Daphne Du Maurier & 'Rebecca'

“Last night I dreamt I went to Manderley again …”

This is a novel with two heroines, though one is nameless and the other is only a memory. It’s a novel which has a hero who is a murderer. It has a haunting opening sentence which has become justly famous, and since its publication in 1938 Rebecca has enthralled readers and remained Daphne du Maurier’s most popular book.

This memorable novel is like a dream. It is contained within a framing structure, told by its narrator ten years after the events which it describes. It is deliberately vague about time and place, and this gives it a haunting and memorable quality, sustained throughout the novel after its evocative opening line. It is also a chilling tale of murder, blackmail, suspense and intrigue. It is a finely structured and highly unconventional romance.

“There was Manderley, our Manderley, secretive and silent as it had always been, the grey stone shining in the moonlight of my dream…” ― Daphne du Maurier, Rebecca

Daphne du Maurier wrote Rebecca when in Egypt, desperately homesick for Cornwall. She wanted to recapture the coves, the houses, the rugged coastal scenery that she loved so much. Her own obsession with her home, Menabilly, helped her create a hero obsessed with his house.

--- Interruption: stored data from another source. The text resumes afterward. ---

#[derive(PartialEq, Debug, Clone)]
pub struct Peer {
    pub peer_id: Option<String>, // peer's self-selected id, only present in dict-model responses
    pub ip: String,              // IPv4/IPv6 address or DNS name
    pub port: u16,
}

#[derive(PartialEq, Debug)]
pub struct OkResponse {
    pub warning_message: Option<String>, // processed like a failure reason, but the response is still valid
    pub interval: i64,                   // seconds to wait between regular announces
    pub min_interval: Option<i64>,       // if present, do not reannounce more frequently than this
    pub tracker_id: Option<String>,      // echo back on the next announce if present
    pub complete: i64,                   // number of seeders, 0 when the tracker omits it
    pub incomplete: i64,                 // number of leechers, 0 when the tracker omits it
    pub peers: Vec<Peer>,
}

#[derive(PartialEq, Debug)]
pub enum Response {
    Ok(OkResponse),
    Failure(String), // the "failure reason" value, no other key is valid alongside it
}

impl fmt::Display for Response {
    fn fmt(&self, f: &mut fmt::Formatter) -> fmt::Result {
        match self {
            Response::Ok(ok_response) => {
                if let Some(warning_message) = &ok_response.warning_message {
                    write!(f, "WARNING {}", warning_message)?;
                }
                let peers = ok_response
                    .peers
                    .iter()
                    .map(|p| format!("  - {}:{} (id: {:#?})", p.ip, p.port, p.peer_id))
                    .collect::<Vec<String>>()
                    .join("\n");
                write!(
                    f,
                    "interval: {}\nn. seeders: {}\nn. leechers: {}\npeers:\n{}",
                    ok_response.interval, ok_response.complete, ok_response.incomplete, peers
                )
            }
            Response::Failure(failure_message) => {
                write!(f, "FAILURE: {}", failure_message)
            }
        }
    }
}

#[derive(PartialEq, Debug, Clone)]
pub enum Event {
    None,
    Started,
    Stopped,
    Completed,
}

impl Event {
    fn as_str(&self) -> Option<&'static str> {
        match self {
            Event::None => None,
            Event::Started => Some("started"),
            Event::Stopped => Some("stopped"),
            Event::Completed => Some("completed"),
        }
    }
}

#[derive(Error, Debug)]
pub enum TrackerError {
    #[error("tracker rejected the announce: {0}")]
    Rejected(String),
    #[error("tracker did not answer in time")]
    Timeout,
    #[error("tracker protocol error: {0}")]
    Protocol(String),
    #[error("tracker transport error: {0}")]
    Transport(String),
}

#[derive(Error, Debug)]
#[error("no usable tracker in the announce list")]
pub struct NoTrackerError;

const COMPACT: i32 = 1;

#[derive(Clone)]
pub struct TrackerClient {
    pub peer_id: String,
    pub tracker_id: Option<String>,
    listening_port: u16,
    pub trackers_url: Vec<Vec<String>>,
    pub tracker_request_interval: Duration,
    // the re-announce schedule is anchored here: failed attempts must not
    // push the next announce a full interval into the future
    pub last_successful_announce: SystemTime,
}
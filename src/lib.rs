//! Registration and notification engine for postal-area pings, plus the
//! Discord glue that hosts it. Library entry so the integration tests and
//! the offline tools can reference the same modules as the bot binary.

pub mod batcher;
pub mod commands;
pub mod config;
pub mod database;
pub mod error;
pub mod export;
pub mod fsa;
pub mod handler;
pub mod identity;
pub mod import;
pub mod logging;
pub mod model;
pub mod reconciler;

pub use model::AppState;
//! Splits a long run of items into outbound message chunks that respect the
//! transport's hard per-message length ceiling. Used for broadcast pings
//! (items are member mentions) and for listing registrations (items are FSA
//! codes); the mechanism only cares about string items and a length ceiling.

/// Builds chunks of space-separated `items`, each chunk starting from
/// `prefix`.
///
/// A chunk is flushed before appending an item that would push it past
/// `max_len`, and a trailing chunk longer than the bare prefix is always
/// emitted. No items means no chunks, so callers can tell "no one to notify"
/// apart from a successful send. An item too large to fit even a fresh chunk
/// is still appended there so the sequence always drains; the oversize send
/// is the transport's problem, not an infinite loop.
pub fn build_chunks<I, S>(prefix: &str, items: I, max_len: usize) -> Vec<String>
where
    I: IntoIterator<Item = S>,
    S: AsRef<str>,
{
    let mut chunks = Vec::new();
    let mut current = String::from(prefix);
    for item in items {
        let item = item.as_ref();
        let has_items = current.len() > prefix.len();
        if has_items && current.len() + 1 + item.len() > max_len {
            chunks.push(std::mem::replace(&mut current, String::from(prefix)));
        }
        if current.len() > prefix.len() {
            current.push(' ');
        }
        current.push_str(item);
    }
    if current.len() > prefix.len() {
        chunks.push(current);
    }
    chunks
}
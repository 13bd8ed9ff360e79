//! Subscription commands: add, remove, purge and list. The moderator
//! variants reuse these with a target member resolved from a username
//! argument instead of the invoker.

use std::collections::HashSet;

use sqlx::PgPool;

use crate::batcher::build_chunks;
use crate::database::registrations;
use crate::error::BotError;
use crate::fsa::{self, Fsa};

/// Registers `user_id` for the given raw codes.
pub async fn add(
    pool: &PgPool,
    user_id: &str,
    username: &str,
    raw_fsas: &[&str],
    ceiling: usize,
) -> Result<(), BotError> {
    let fsas = parse_args(raw_fsas, ceiling)?;
    registrations::add(pool, user_id, username, &fsas).await?;
    Ok(())
}

/// Removes `user_id` from the given raw codes.
pub async fn remove(
    pool: &PgPool,
    user_id: &str,
    raw_fsas: &[&str],
    ceiling: usize,
) -> Result<(), BotError> {
    let fsas = parse_args(raw_fsas, ceiling)?;
    registrations::remove(pool, user_id, &fsas).await?;
    Ok(())
}

/// Removes `user_id` from everything.
pub async fn purge(pool: &PgPool, user_id: &str) -> Result<(), BotError> {
    registrations::purge(pool, user_id).await?;
    Ok(())
}

/// Chunked listing of the member's codes, prefixed with the invoker's
/// mention. Zero chunks means the member has no registrations; the caller
/// reports that case explicitly instead of staying silent.
pub async fn list(
    pool: &PgPool,
    user_id: &str,
    invoker_mention: &str,
    max_len: usize,
) -> Result<Vec<String>, BotError> {
    let fsas = registrations::fsas_for_member(pool, user_id).await?;
    let prefix = format!("{invoker_mention} ");
    Ok(build_chunks(&prefix, &fsas, max_len))
}

fn parse_args(raw_fsas: &[&str], ceiling: usize) -> Result<HashSet<Fsa>, BotError> {
    if raw_fsas.is_empty() {
        return Err(BotError::MissingArgument("an area code (ex: K1P)"));
    }
    fsa::parse_many(raw_fsas, ceiling)
}
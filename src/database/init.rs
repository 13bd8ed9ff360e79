//! Pool construction and schema bootstrap.

use sqlx::postgres::{PgConnectOptions, PgPoolOptions};
use sqlx::PgPool;

use crate::config::DbConfig;

/// A type alias for the database connection pool (`PgPool`), shared by the
/// bot and both offline tools.
pub type DbPool = PgPool;

/// Connects to Postgres with the configured parameters and makes sure the
/// registration tables exist.
pub async fn connect(cfg: &DbConfig) -> sqlx::Result<PgPool> {
    let options = PgConnectOptions::new()
        .host(&cfg.host)
        .port(cfg.port)
        .username(&cfg.user)
        .password(&cfg.pass)
        .database(&cfg.name);

    let pool = PgPoolOptions::new()
        .max_connections(5)
        .connect_with(options)
        .await?;
    ensure_schema(&pool).await?;
    Ok(pool)
}

async fn ensure_schema(pool: &PgPool) -> sqlx::Result<()> {
    sqlx::query(
        "CREATE TABLE IF NOT EXISTS ping_reg(
            username TEXT NOT NULL,
            user_id TEXT NOT NULL,
            fsa TEXT NOT NULL,
            created_at TIMESTAMP(0) DEFAULT CURRENT_TIMESTAMP,
            id BIGSERIAL
        )",
    )
    .execute(pool)
    .await?;

    // Duplicate (member, fsa) inserts resolve against this index.
    sqlx::query("CREATE UNIQUE INDEX IF NOT EXISTS user_and_fsa ON ping_reg (user_id, fsa)")
        .execute(pool)
        .await?;

    sqlx::query("CREATE TABLE IF NOT EXISTS ping_missing_reg(user_id TEXT NOT NULL)")
        .execute(pool)
        .await?;

    Ok(())
}
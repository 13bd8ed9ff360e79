//! Error taxonomy for the bot core.
//!
//! User-correctable errors (bad FSA, bad username, missing permission) carry
//! their reply text in their `Display` form. Infrastructure errors keep their
//! full detail for the logs and surface to users only as a generic failure.

/// Every way a command can fail.
///
/// Validation messages never echo the raw token back; replies are rendered
/// straight into a chat message and the input may be malicious.
#[derive(Debug, thiserror::Error)]
pub enum BotError {
    #[error("One of the given area codes is too short.")]
    FsaTooShort,

    #[error("One of the given area codes is too long.")]
    FsaTooLong,

    #[error("One of the given area codes is invalid. It should look like 'K1P' (no quotes).")]
    FsaInvalid,

    #[error("No area codes provided.")]
    NoCodesProvided,

    #[error("That's too many codes at once.")]
    TooManyCodes,

    #[error("Sorry, you're trying to ping too many area codes at once.")]
    TooManyPingTargets,

    #[error("Invalid username. It should look like 'user1#1001' (no quotes).")]
    InvalidUsernameFormat,

    #[error("User not found.")]
    UserNotFound,

    #[error("Sorry, you don't have the correct role for this command.")]
    PermissionDenied,

    #[error("Sorry, that command doesn't exist.")]
    UnknownCommand,

    #[error("Please provide {0}.")]
    MissingArgument(&'static str),

    #[error("store error: {0}")]
    Store(#[from] sqlx::Error),

    #[error("discord error: {0}")]
    Discord(#[from] serenity::Error),
}

impl BotError {
    /// True for failures whose detail stays server-side.
    pub fn is_internal(&self) -> bool {
        matches!(self, BotError::Store(_) | BotError::Discord(_))
    }

    /// The reply text shown to the invoking user.
    pub fn user_message(&self) -> String {
        if self.is_internal() {
            "Sorry, something went wrong. Please try again later.".to_string()
        } else {
            self.to_string()
        }
    }
}
//! Username token grammar: the legacy `name#NNNN` form.

use postal_pinger_bot::error::BotError;
use postal_pinger_bot::identity::UsernameToken;

#[test]
fn parses_the_documented_example() {
    let token = UsernameToken::parse("user1#1001").expect("valid token");
    assert_eq!(token.name(), "user1");
    assert_eq!(token.discriminator(), 1001);
    assert_eq!(token.to_string(), "user1#1001");
}

#[test]
fn single_character_names_are_allowed() {
    let token = UsernameToken::parse("a#0042").expect("valid token");
    assert_eq!(token.name(), "a");
    assert_eq!(token.discriminator(), 42);
    // Leading zeros survive the round trip.
    assert_eq!(token.to_string(), "a#0042");
}

#[test]
fn name_length_is_capped_at_thirty() {
    let name = "n".repeat(30);
    assert!(UsernameToken::parse(&format!("{name}#1234")).is_ok());

    let too_long = "n".repeat(31);
    assert!(matches!(
        UsernameToken::parse(&format!("{too_long}#1234")),
        Err(BotError::InvalidUsernameFormat)
    ));
}

#[test]
fn interior_spaces_are_allowed_but_edges_are_not() {
    assert!(UsernameToken::parse("mr rogers#5678").is_ok());
    assert!(UsernameToken::parse(" rogers#5678").is_err());
    assert!(UsernameToken::parse("rogers #5678").is_err());
}

#[test]
fn rejects_forbidden_characters_and_shapes() {
    for raw in [
        "user1",
        "user1#",
        "user1#12",
        "user1#12345",
        "user1#abcd",
        "us@er#1001",
        "us`er#1001",
        "user##1001",
        "#1001",
        "user1#1001extra",
    ] {
        assert!(
            matches!(
                UsernameToken::parse(raw),
                Err(BotError::InvalidUsernameFormat)
            ),
            "expected {raw:?} to be rejected"
        );
    }
}
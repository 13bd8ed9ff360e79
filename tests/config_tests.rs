//! Config parsing: minimal files get defaults, full files override them.

use postal_pinger_bot::config::Config;

const MINIMAL: &str = r#"
discord_token: "token"
db_config:
  host: "localhost"
  port: 5432
  user: "bot"
  pass: "secret"
  name: "pings"
"#;

#[test]
fn minimal_config_fills_in_defaults() {
    let config: Config = serde_yaml::from_str(MINIMAL).expect("minimal config parses");
    assert_eq!(config.discord_token, "token");
    assert_eq!(config.db_config.port, 5432);
    assert_eq!(config.moderator_role, "ppmod");
    assert!(config.command_channels.is_empty());
    assert_eq!(config.reconciliation_interval_secs, 3600);
    assert_eq!(config.message_length_limit, 2000);
    assert_eq!(config.max_fsas_per_command, 999);
    assert_eq!(config.max_fsas_per_send, 100);
    assert_eq!(config.monitoring_interval_secs, 60);
    assert!(config.export_output_dir.is_none());
    assert!(!config.help_text.is_empty());
}

#[test]
fn explicit_values_override_defaults() {
    let raw = format!(
        "{MINIMAL}
moderator_role: \"area-mods\"
command_channels: [\"bot-spam\"]
reconciliation_interval_secs: 60
max_fsas_per_send: 5
export_output_dir: \"/tmp/exports\"
"
    );
    let config: Config = serde_yaml::from_str(&raw).expect("full config parses");
    assert_eq!(config.moderator_role, "area-mods");
    assert_eq!(config.command_channels, vec!["bot-spam".to_string()]);
    assert_eq!(config.reconciliation_interval_secs, 60);
    assert_eq!(config.max_fsas_per_send, 5);
    assert_eq!(
        config.export_output_dir.as_deref(),
        Some(std::path::Path::new("/tmp/exports"))
    );
}

#[test]
fn missing_required_keys_fail() {
    assert!(serde_yaml::from_str::<Config>("discord_token: \"token\"").is_err());
}
//! Command parsing totality and the moderator capability matrix.

use std::str::FromStr;

use postal_pinger_bot::handler::{Command, COMMAND_PREFIX};

#[test]
fn known_command_words_parse() {
    let cases = [
        ("add", Command::Add),
        ("del", Command::Del),
        ("stop", Command::Stop),
        ("list", Command::List),
        ("help", Command::Help),
        ("useradd", Command::UserAdd),
        ("userdel", Command::UserDel),
        ("userstop", Command::UserStop),
        ("userlist", Command::UserList),
        ("send", Command::Send),
    ];
    for (word, expected) in cases {
        assert_eq!(Command::from_str(word), Ok(expected), "word {word:?}");
    }
}

#[test]
fn anything_else_falls_back_to_unknown() {
    for word in ["", "ADD", "frobnicate", "user", "sendall"] {
        assert_eq!(Command::from_str(word), Ok(Command::Unknown), "word {word:?}");
    }
}

#[test]
fn moderator_capability_matrix() {
    let moderator_only = [
        Command::UserAdd,
        Command::UserDel,
        Command::UserStop,
        Command::UserList,
        Command::Send,
    ];
    let self_service = [
        Command::Add,
        Command::Del,
        Command::Stop,
        Command::List,
        Command::Help,
        Command::Unknown,
    ];
    for command in moderator_only {
        assert!(command.requires_moderator(), "{command:?}");
    }
    for command in self_service {
        assert!(!command.requires_moderator(), "{command:?}");
    }
}

#[test]
fn prefix_matches_the_documented_invocations() {
    // "!ppadd K1P" strips to "add K1P".
    assert_eq!("!ppadd K1P".strip_prefix(COMMAND_PREFIX), Some("add K1P"));
}
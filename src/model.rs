//! Shared state stored in serenity's global TypeMap.

use std::sync::Arc;

use serenity::gateway::ShardManager;
use serenity::prelude::TypeMapKey;
use sqlx::PgPool;

use crate::config::Config;

/// A container for the ShardManager, used by the one-shot tools to
/// disconnect cleanly once their work is done.
pub struct ShardManagerContainer;

impl TypeMapKey for ShardManagerContainer {
    type Value = Arc<ShardManager>;
}

/// The central, shared state of the bot: the connection pool and the loaded
/// configuration. An `Arc<AppState>` is inserted into the global context at
/// startup and torn down with the client.
pub struct AppState {
    pub db: PgPool,
    pub config: Arc<Config>,
}

impl AppState {
    pub async fn from_ctx(ctx: &serenity::prelude::Context) -> Option<Arc<Self>> {
        ctx.data.read().await.get::<AppState>().cloned()
    }
}

impl TypeMapKey for AppState {
    type Value = Arc<AppState>;
}
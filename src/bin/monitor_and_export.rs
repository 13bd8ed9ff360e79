//! Monitors the registration table and exports it in a human-readable form
//! whenever new rows appear.

use std::path::PathBuf;
use std::time::Duration;

use anyhow::Context as _;
use clap::Parser;
use tracing::info;

use postal_pinger_bot::config::Config;
use postal_pinger_bot::database::{self, registrations};
use postal_pinger_bot::{export, logging};

/// Monitors the registrations and exports them in a human-readable form.
#[derive(Parser, Debug)]
#[command(name = "monitor-and-export", version, about)]
struct Cli {
    /// Path to the config file.
    #[arg(long)]
    config_path: PathBuf,
}

#[tokio::main]
async fn main() -> anyhow::Result<()> {
    logging::init();
    let cli = Cli::parse();
    let config = Config::load(&cli.config_path)?;
    let output_dir = config
        .export_output_dir
        .clone()
        .context("export_output_dir must be set in the config")?;
    let interval = Duration::from_secs(config.monitoring_interval_secs);

    let pool = database::connect(&config.db_config)
        .await
        .context("connecting to the registration database")?;

    let mut last_id = -1i64;
    loop {
        let new_rows = registrations::count_after(&pool, last_id).await?;
        if new_rows > 0 {
            let rows = registrations::all_ordered_by_fsa(&pool).await?;
            if let Some(max_id) = export::export_snapshot(&output_dir, &rows)? {
                last_id = max_id;
            }
            info!(rows = rows.len(), last_id, "exported registration snapshot");
        }
        tokio::time::sleep(interval).await;
    }
}
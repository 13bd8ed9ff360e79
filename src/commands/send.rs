//! Moderator broadcast: ping every member registered for the given areas.

use sqlx::PgPool;

use crate::batcher::build_chunks;
use crate::database::registrations;
use crate::error::BotError;
use crate::fsa;

/// Builds the outbound ping chunks for the requested areas.
///
/// Zero chunks means no one is registered for any of them; the caller
/// reports "no one to ping" rather than sending nothing. The broadcast
/// ceiling is checked against the deduplicated set, independently of the
/// parse ceiling that bounds storage writes.
pub async fn run(
    pool: &PgPool,
    invoker_mention: &str,
    raw_fsas: &[&str],
    parse_ceiling: usize,
    fanout_ceiling: usize,
    max_len: usize,
) -> Result<Vec<String>, BotError> {
    if raw_fsas.is_empty() {
        return Err(BotError::MissingArgument("an area code (ex: K1P)"));
    }
    let fsas = fsa::parse_many(raw_fsas, parse_ceiling)?;
    if fsas.len() > fanout_ceiling {
        return Err(BotError::TooManyPingTargets);
    }

    let members = registrations::members_for_fsas(pool, &fsas).await?;
    let mentions: Vec<String> = members.iter().map(|id| format!("<@{id}>")).collect();
    let prefix = format!("{invoker_mention} is pinging ");
    // Leave room for the closing '!' appended to every chunk.
    let chunks = build_chunks(&prefix, &mentions, max_len.saturating_sub(1));
    Ok(chunks.into_iter().map(|chunk| format!("{chunk}!")).collect())
}
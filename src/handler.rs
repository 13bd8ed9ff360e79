//! The command router: parses inbound messages into an enumerated command,
//! checks permissions, dispatches to the handlers, and renders replies.
//! All Discord I/O for command traffic happens here.

use std::str::FromStr;
use std::sync::atomic::{AtomicBool, Ordering};

use serenity::async_trait;
use serenity::client::Context;
use serenity::model::channel::Message;
use serenity::model::gateway::Ready;
use serenity::model::id::GuildId;
use serenity::model::mention::Mentionable;
use serenity::prelude::EventHandler;
use tracing::{error, info};

use crate::commands::{self, Reply};
use crate::error::BotError;
use crate::identity::{self, ResolvedMember, UsernameToken};
use crate::model::AppState;
use crate::reconciler;

pub const COMMAND_PREFIX: &str = "!pp";

/// Every inbound command the router understands. Dispatch is a total match,
/// so adding a variant without a handler fails to compile.
#[derive(Debug, Clone, Copy, PartialEq, Eq)]
pub enum Command {
    Add,
    Del,
    Stop,
    List,
    Help,
    UserAdd,
    UserDel,
    UserStop,
    UserList,
    Send,
    Unknown,
}

impl FromStr for Command {
    type Err = ();
    fn from_str(s: &str) -> Result<Self, Self::Err> {
        Ok(match s {
            "add" => Command::Add,
            "del" => Command::Del,
            "stop" => Command::Stop,
            "list" => Command::List,
            "help" => Command::Help,
            "useradd" => Command::UserAdd,
            "userdel" => Command::UserDel,
            "userstop" => Command::UserStop,
            "userlist" => Command::UserList,
            "send" => Command::Send,
            _ => Command::Unknown,
        })
    }
}

impl Command {
    /// Capability predicate evaluated before dispatch: the `user*` family
    /// and `send` act on other members and need the configured role.
    pub fn requires_moderator(self) -> bool {
        matches!(
            self,
            Command::UserAdd
                | Command::UserDel
                | Command::UserStop
                | Command::UserList
                | Command::Send
        )
    }
}

pub struct Handler {
    reconciler_started: AtomicBool,
}

impl Handler {
    pub fn new() -> Self {
        Self {
            reconciler_started: AtomicBool::new(false),
        }
    }
}

impl Default for Handler {
    fn default() -> Self {
        Self::new()
    }
}

#[async_trait]
impl EventHandler for Handler {
    async fn message(&self, ctx: Context, msg: Message) {
        if msg.author.bot {
            return;
        }
        let Some(guild_id) = msg.guild_id else {
            return;
        };
        let Some(command_body) = msg.content.strip_prefix(COMMAND_PREFIX) else {
            return;
        };
        let mut words = command_body.split_whitespace();
        let Some(command_word) = words.next() else {
            return;
        };
        let command = Command::from_str(command_word).unwrap_or(Command::Unknown);
        let args: Vec<&str> = words.collect();

        let Some(state) = AppState::from_ctx(&ctx).await else {
            return;
        };
        if !channel_allowed(&ctx, &msg, &state.config.command_channels) {
            return;
        }

        let result = if command.requires_moderator()
            && !has_moderator_role(&ctx, &msg, &state.config.moderator_role)
        {
            Err(BotError::PermissionDenied)
        } else {
            dispatch(&ctx, &msg, guild_id, &state, command, &args).await
        };

        match result {
            Ok(Reply::Text(text)) => reply(&ctx, &msg, &text).await,
            Ok(Reply::Chunks(chunks)) => {
                for chunk in chunks {
                    send(&ctx, &msg, chunk).await;
                }
            }
            Err(err) => {
                if err.is_internal() {
                    error!(?command, error = ?err, "command failed");
                }
                reply(&ctx, &msg, &err.user_message()).await;
            }
        }
    }

    async fn ready(&self, ctx: Context, ready: Ready) {
        info!(user = %ready.user.name, "connected to Discord");
        let Some(state) = AppState::from_ctx(&ctx).await else {
            return;
        };
        // Spawn the reconciliation timer once; reconnects fire ready again.
        if !self.reconciler_started.swap(true, Ordering::SeqCst) {
            reconciler::spawn(ctx.clone(), state);
        }
    }
}

async fn dispatch(
    ctx: &Context,
    msg: &Message,
    guild_id: GuildId,
    state: &AppState,
    command: Command,
    args: &[&str],
) -> Result<Reply, BotError> {
    let pool = &state.db;
    let cfg = &state.config;
    let invoker_id = msg.author.id.to_string();
    let invoker_mention = msg.author.mention().to_string();

    match command {
        Command::Add => {
            let username = identity::display_name(&msg.author);
            commands::registration::add(pool, &invoker_id, &username, args, cfg.max_fsas_per_command)
                .await?;
            Ok(Reply::Text("You've been added to those areas!".to_string()))
        }
        Command::Del => {
            commands::registration::remove(pool, &invoker_id, args, cfg.max_fsas_per_command)
                .await?;
            Ok(Reply::Text("You've been removed from those areas.".to_string()))
        }
        Command::Stop => {
            commands::registration::purge(pool, &invoker_id).await?;
            Ok(Reply::Text("You've been purged from the list.".to_string()))
        }
        Command::List => {
            let chunks = commands::registration::list(
                pool,
                &invoker_id,
                &invoker_mention,
                cfg.message_length_limit,
            )
            .await?;
            Ok(list_reply(chunks, "You aren't registered for any areas."))
        }
        Command::Help => Ok(Reply::Text(cfg.help_text.clone())),
        Command::UserAdd => {
            let (target, rest) = resolve_target(ctx, guild_id, args).await?;
            commands::registration::add(
                pool,
                &target.user_id.to_string(),
                &target.display,
                rest,
                cfg.max_fsas_per_command,
            )
            .await?;
            Ok(Reply::Text("User added to those areas.".to_string()))
        }
        Command::UserDel => {
            let (target, rest) = resolve_target(ctx, guild_id, args).await?;
            commands::registration::remove(
                pool,
                &target.user_id.to_string(),
                rest,
                cfg.max_fsas_per_command,
            )
            .await?;
            Ok(Reply::Text("User has been removed from those areas.".to_string()))
        }
        Command::UserStop => {
            let (target, _) = resolve_target(ctx, guild_id, args).await?;
            commands::registration::purge(pool, &target.user_id.to_string()).await?;
            Ok(Reply::Text("User has been purged from the list.".to_string()))
        }
        Command::UserList => {
            let (target, _) = resolve_target(ctx, guild_id, args).await?;
            let chunks = commands::registration::list(
                pool,
                &target.user_id.to_string(),
                &invoker_mention,
                cfg.message_length_limit,
            )
            .await?;
            Ok(list_reply(chunks, "User isn't registered for any areas."))
        }
        Command::Send => {
            let chunks = commands::send::run(
                pool,
                &invoker_mention,
                args,
                cfg.max_fsas_per_command,
                cfg.max_fsas_per_send,
                cfg.message_length_limit,
            )
            .await?;
            if chunks.is_empty() {
                Ok(Reply::Text("No one to ping.".to_string()))
            } else {
                Ok(Reply::Chunks(chunks))
            }
        }
        Command::Unknown => Err(BotError::UnknownCommand),
    }
}

fn list_reply(chunks: Vec<String>, empty_text: &str) -> Reply {
    if chunks.is_empty() {
        Reply::Text(empty_text.to_string())
    } else {
        Reply::Chunks(chunks)
    }
}

/// Pulls the username argument off the front of `args` and resolves it to a
/// guild member. Returns the remaining arguments for the FSA parser.
async fn resolve_target<'a>(
    ctx: &Context,
    guild_id: GuildId,
    args: &'a [&'a str],
) -> Result<(ResolvedMember, &'a [&'a str]), BotError> {
    let Some((raw_username, rest)) = args.split_first() else {
        return Err(BotError::MissingArgument("a username (ex: user1#1001)"));
    };
    let token = UsernameToken::parse(raw_username)?;
    let member = identity::resolve(ctx, guild_id, &token).await?;
    Ok((member, rest))
}

/// Commands are honored everywhere when the allowlist is empty, otherwise
/// only in channels whose name is listed. Elsewhere they are ignored
/// silently rather than rejected.
fn channel_allowed(ctx: &Context, msg: &Message, allowed: &[String]) -> bool {
    if allowed.is_empty() {
        return true;
    }
    let Some(channel) = ctx.cache.channel(msg.channel_id) else {
        return false;
    };
    allowed.iter().any(|name| *name == channel.name)
}

/// Checks the invoking member's roles against the configured moderator role
/// by name. Data is copied out of the cache guard before any await.
fn has_moderator_role(ctx: &Context, msg: &Message, role_name: &str) -> bool {
    let Some(guild_id) = msg.guild_id else {
        return false;
    };
    let Some(role_id) = ctx
        .cache
        .guild(guild_id)
        .and_then(|guild| guild.role_by_name(role_name).map(|role| role.id))
    else {
        return false;
    };
    msg.member
        .as_ref()
        .is_some_and(|member| member.roles.contains(&role_id))
}

async fn reply(ctx: &Context, msg: &Message, text: &str) {
    send(ctx, msg, format!("{} {}", msg.author.mention(), text)).await;
}

async fn send(ctx: &Context, msg: &Message, content: String) {
    if let Err(e) = msg.channel_id.say(&ctx.http, content).await {
        error!(error = ?e, "failed to send reply");
    }
}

Rebecca is a Gothic novel, with all the classic Gothic elements of brooding mansion with mysterious unused wings and locked gates, a sinister housekeeper, the power of a piece of handwriting, and the act of murder. In Gothic fiction, the house is always vitally important and Manderley is a major character in this book. Like all good Gothic houses, it has secrets and hides criminal activity.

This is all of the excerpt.